Reputation: 2109
I launch pyspark applications from pycharm on my own workstation, to a 8 node cluster. This cluster also has settings encoded in spark-defaults.conf and spark-env.sh
This is how I obtain my spark context variable.
spark = SparkSession \
.builder \
.master("spark://stcpgrnlp06p.options-it.com:7087") \
.appName(__SPARK_APP_NAME__) \
.config("spark.executor.memory", "50g") \
.config("spark.eventlog.enabled", "true") \
.config("spark.eventlog.dir", r"/net/share/grid/bin/spark/UAT/SparkLogs/") \
.config("spark.cores.max", 128) \
.config("spark.sql.crossJoin.enabled", "True") \
.config("spark.executor.extraLibraryPath","/net/share/grid/bin/spark/UAT/bin/vertica-jdbc-8.0.0-0.jar") \
.config("spark.serializer", "org.apache.spark.serializer.KryoSerializer") \
.config("spark.logConf", "true") \
.getOrCreate()
sc = spark.sparkContext
sc.setLogLevel("INFO")
I want to see the effective config that is being used in my log. This line
.config("spark.logConf", "true") \
should cause the spark api to log its effective config to the log as INFO, but the default log level is set to WARN, and as such I don't see any messages.
setting this line
sc.setLogLevel("INFO")
shows INFO messages going forward, but its too late by then.
How can I set the default logging level that spark starts with?
Upvotes: 28
Views: 143489
Reputation: 39501
you can also update the log level programmatically like below, get hold of spark object from JVM and do like below
def update_spark_log_level(self, log_level='info'):
self.spark.sparkContext.setLogLevel(log_level)
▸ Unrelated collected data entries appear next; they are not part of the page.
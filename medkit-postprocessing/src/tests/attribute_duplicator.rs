use std::collections::HashSet;

use medkit::{Attribute, AttributeValue, DataItemKind, ProvTracer, Segment, Span, Uid};

use crate::AttributeDuplicator;

fn sentence(start: usize, end: usize, negated: bool) -> Segment {
    Segment::from_span("sentence", Span::new(start, end), "")
        .with_attr(Attribute::new("negation", negated))
        .unwrap()
        .with_attr(Attribute::new("hypothesis", false))
        .unwrap()
}

fn entity(label: &str, start: usize, end: usize) -> Segment {
    Segment::from_span(label, Span::new(start, end), "").with_uid(label)
}

#[test]
fn duplicate_fans_out_to_every_child() {
    let sources = vec![sentence(0, 30, true), sentence(31, 60, false)];
    let mut targets = vec![
        entity("fever", 5, 10),
        entity("cough", 12, 17),
        entity("rash", 40, 44),
        entity("straddling", 25, 35),
    ];

    AttributeDuplicator::new(["negation"])
        .run(&sources, &mut targets, None)
        .unwrap();

    let negation_of = |seg: &Segment| -> Vec<bool> {
        seg.attrs
            .get(Some("negation"))
            .iter()
            .map(|attr| attr.value == AttributeValue::Bool(true))
            .collect()
    };
    assert_eq!(negation_of(&targets[0]), vec![true]);
    assert_eq!(negation_of(&targets[1]), vec![true]);
    assert_eq!(negation_of(&targets[2]), vec![false]);
    assert!(targets[3].attrs.is_empty());

    // every copy has its own identity
    let source_uid = sources[0].attrs.get(Some("negation"))[0].uid.clone();
    let copies: HashSet<Uid> = targets[..2]
        .iter()
        .map(|seg| seg.attrs.get(Some("negation"))[0].uid.clone())
        .collect();
    assert_eq!(copies.len(), 2);
    assert!(!copies.contains(&source_uid));
}

#[test]
fn duplicate_leaves_sources_untouched() {
    let sources = vec![sentence(0, 30, true)];
    let before = sources.clone();
    let mut targets = vec![entity("fever", 5, 10)];

    AttributeDuplicator::new(["negation", "hypothesis"])
        .run(&sources, &mut targets, None)
        .unwrap();

    assert_eq!(sources, before);
    let labels: Vec<&str> = targets[0]
        .attrs
        .iter()
        .map(|attr| attr.label.as_str())
        .collect();
    assert_eq!(labels, vec!["negation", "hypothesis"]);
}

#[test]
fn duplicate_from_overlapping_sources() {
    let sources = vec![sentence(0, 30, true), sentence(0, 40, false)];
    let mut targets = vec![entity("fever", 5, 10)];

    AttributeDuplicator::new(["negation"])
        .run(&sources, &mut targets, None)
        .unwrap();

    assert_eq!(targets[0].attrs.get(Some("negation")).len(), 2);
}

#[test]
fn duplicate_records_provenance() {
    let sources = vec![sentence(0, 30, true)];
    let mut targets = vec![entity("fever", 5, 10), entity("cough", 12, 17)];
    let duplicator = AttributeDuplicator::new(["negation"]);
    let mut tracer = ProvTracer::new();

    duplicator
        .run(&sources, &mut targets, Some(&mut tracer))
        .unwrap();

    let source_uid = sources[0].attrs.get(Some("negation"))[0].uid.clone();
    assert_eq!(tracer.len(), 2);
    for target in &targets {
        let copy = target.attrs.get(Some("negation"))[0];
        let prov = tracer.get_prov(&copy.uid).unwrap();
        assert_eq!(prov.kind, DataItemKind::Attribute);
        assert_eq!(prov.op_uid, duplicator.uid);
        assert_eq!(prov.source_ids, vec![source_uid.clone()]);
    }
}
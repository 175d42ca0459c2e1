//! Propagate attributes from enclosing segments to nested ones.

use medkit::{DataItemKind, OperationDescription, ProvTracer, Segment, Uid};

use crate::document_splitter::trace;
use crate::{nested_indices, PostprocessResult};

/// Copies selected attributes of each source segment onto every target
/// segment nested inside it.
///
/// Every target receives its own copy, with a fresh uid.
#[derive(Debug, Clone)]
pub struct AttributeDuplicator {
    pub uid: Uid,
    pub attr_labels: Vec<String>,
}

impl AttributeDuplicator {
    pub fn new<L: Into<String>>(attr_labels: impl IntoIterator<Item = L>) -> Self {
        Self {
            uid: Uid::generate(),
            attr_labels: attr_labels.into_iter().map(Into::into).collect(),
        }
    }

    pub fn description(&self) -> OperationDescription {
        OperationDescription::new(self.uid.clone(), "AttributeDuplicator", "AttributeDuplicator")
            .with_config(serde_json::json!({ "attr_labels": self.attr_labels }))
    }

    /// Attach copies of the selected `sources` attributes to nested `targets`.
    ///
    /// A target nested in several sources receives copies from each of them.
    pub fn run(
        &self,
        sources: &[Segment],
        targets: &mut [Segment],
        mut prov: Option<&mut ProvTracer>,
    ) -> PostprocessResult<()> {
        let desc = self.description();
        let nested = nested_indices(sources, targets);

        for (parent_idx, children) in nested {
            let parent = &sources[parent_idx];
            let attrs_to_copy = self
                .attr_labels
                .iter()
                .flat_map(|label| parent.attrs.get(Some(label.as_str())));

            for attr in attrs_to_copy {
                for &child_idx in &children {
                    let copy = attr.copy();
                    trace(&mut prov, &copy.uid, DataItemKind::Attribute, &desc, &attr.uid);
                    targets[child_idx].attrs.add(copy)?;
                }
            }
        }

        Ok(())
    }
}
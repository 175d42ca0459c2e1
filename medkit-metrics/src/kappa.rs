//! Cohen's kappa for two annotators.

use std::hash::Hash;

use indexmap::IndexMap;

use crate::{MetricsError, MetricsResult};

/// Cohen's kappa between two equally long label sequences.
///
/// `kappa = (p_o - p_e) / (1 - p_e)` where `p_o` is the observed agreement
/// and `p_e` the agreement expected from each annotator's label frequencies.
///
/// When `p_e == 1` (both annotators always use the same single label) the
/// score is undefined and `NaN` is returned.
pub fn cohen_kappa<T>(labels_1: &[T], labels_2: &[T]) -> MetricsResult<f64>
where
    T: Eq + Hash,
{
    if labels_1.len() != labels_2.len() {
        return Err(MetricsError::LengthMismatch {
            expected: labels_1.len(),
            found: labels_2.len(),
        });
    }

    // label -> (count by annotator 1, count by annotator 2)
    let mut marginals: IndexMap<&T, (u64, u64)> = IndexMap::new();
    let mut agreements = 0u64;
    for (a, b) in labels_1.iter().zip(labels_2) {
        marginals.entry(a).or_default().0 += 1;
        marginals.entry(b).or_default().1 += 1;
        if a == b {
            agreements += 1;
        }
    }

    let n = labels_1.len() as f64;
    let chance: u64 = marginals.values().map(|(c1, c2)| c1 * c2).sum();
    let p_o = agreements as f64 / n;
    let p_e = chance as f64 / (n * n);

    if labels_1.is_empty() || p_e == 1.0 {
        tracing::warn!(
            support = labels_1.len(),
            "cohen's kappa is undefined when agreement by chance is total"
        );
        return Ok(f64::NAN);
    }

    Ok((p_o - p_e) / (1.0 - p_e))
}
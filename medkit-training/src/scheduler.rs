//! Learning rate schedulers, stepped once per epoch.

use std::fs;
use std::path::Path;

use serde::{Deserialize, Serialize};

use crate::{TrainingError, TrainingResult};

/// File name of the scheduler state inside a checkpoint directory.
pub const SCHEDULER_NAME: &str = "scheduler.toml";

/// Adjusts the learning rate after each epoch.
pub trait LrScheduler {
    /// Whether [`step`](Self::step) needs the tracked eval metric.
    fn requires_metric(&self) -> bool {
        false
    }

    /// New learning rate given the current one and, when required, the
    /// value of the tracked eval metric.
    fn step(&mut self, learning_rate: f64, metric: Option<f64>) -> f64;

    /// Serialized scheduler state, saved with checkpoints.
    fn state(&self) -> TrainingResult<String>;

    fn save(&self, dir: &Path) -> TrainingResult<()> {
        let path = dir.join(SCHEDULER_NAME);
        fs::write(&path, self.state()?).map_err(|e| TrainingError::io(path, e))
    }
}

fn to_toml<T: Serialize>(state: &T) -> TrainingResult<String> {
    toml::to_string(state).map_err(|e| TrainingError::Config {
        message: e.to_string(),
    })
}

/// Multiply the learning rate by `gamma` every `step_size` epochs.
#[derive(Debug, Clone, PartialEq, Serialize, Deserialize)]
pub struct StepLr {
    pub step_size: usize,
    pub gamma: f64,
    epoch: usize,
}

impl StepLr {
    pub fn new(step_size: usize, gamma: f64) -> Self {
        Self {
            step_size: step_size.max(1),
            gamma,
            epoch: 0,
        }
    }
}

impl LrScheduler for StepLr {
    fn step(&mut self, learning_rate: f64, _metric: Option<f64>) -> f64 {
        self.epoch += 1;
        if self.epoch % self.step_size == 0 {
            learning_rate * self.gamma
        } else {
            learning_rate
        }
    }

    fn state(&self) -> TrainingResult<String> {
        to_toml(self)
    }
}

/// Multiply the learning rate by `factor` once the tracked metric stopped
/// improving for more than `patience` epochs.
#[derive(Debug, Clone, PartialEq, Serialize, Deserialize)]
pub struct ReduceLrOnPlateau {
    pub minimize: bool,
    pub factor: f64,
    pub patience: usize,
    pub min_lr: f64,
    #[serde(skip_serializing_if = "Option::is_none")]
    best: Option<f64>,
    nb_bad_epochs: usize,
}

impl Default for ReduceLrOnPlateau {
    fn default() -> Self {
        Self {
            minimize: true,
            factor: 0.1,
            patience: 10,
            min_lr: 0.0,
            best: None,
            nb_bad_epochs: 0,
        }
    }
}

impl ReduceLrOnPlateau {
    pub fn new(factor: f64, patience: usize) -> Self {
        Self {
            factor,
            patience,
            ..Self::default()
        }
    }

    pub fn maximizing(mut self) -> Self {
        self.minimize = false;
        self
    }

    pub fn with_min_lr(mut self, min_lr: f64) -> Self {
        self.min_lr = min_lr;
        self
    }

    fn improves(&self, metric: f64) -> bool {
        match self.best {
            None => true,
            Some(best) if self.minimize => metric < best,
            Some(best) => metric > best,
        }
    }
}

impl LrScheduler for ReduceLrOnPlateau {
    fn requires_metric(&self) -> bool {
        true
    }

    fn step(&mut self, learning_rate: f64, metric: Option<f64>) -> f64 {
        let Some(metric) = metric else {
            return learning_rate;
        };

        if self.improves(metric) {
            self.best = Some(metric);
            self.nb_bad_epochs = 0;
            return learning_rate;
        }

        self.nb_bad_epochs += 1;
        if self.nb_bad_epochs > self.patience {
            self.nb_bad_epochs = 0;
            return (learning_rate * self.factor).max(self.min_lr);
        }
        learning_rate
    }

    fn state(&self) -> TrainingResult<String> {
        to_toml(self)
    }
}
log4j = self.spark._jvm.org.apache.log4j
logger = log4j.LogManager.getLogger("my custom Log Level")
return logger;
use:
logger = update_spark_log_level('debug')
logger.info('you log message')
feel free to comment if you need more details
Upvotes: 10
Reputation: 1277
You need to edit your $SPARK_HOME/conf/log4j.properties file (create it if you don't have one). Now if you submit your code via spark-submit
, then you want this line:
log4j.rootCategory=INFO, console
If you want INFO-level logs in your pyspark
console, then you need this line:
log4j.logger.org.apache.spark.api.python.PythonGatewayServer=INFO
Upvotes: 8
Reputation: 10450
http://spark.apache.org/docs/latest/configuration.html#configuring-logging
Configuring Logging
Spark uses log4j for logging. You can configure it by adding a log4j.properties file in the conf directory. One way to start is to copy the existing log4j.properties.template located there.
The following blog about "How to log in spark" https://www.mapr.com/blog/how-log-apache-spark suggest a way to configure log4j, and provide suggestion which includes directing INFO level logs into a file.
Upvotes: 8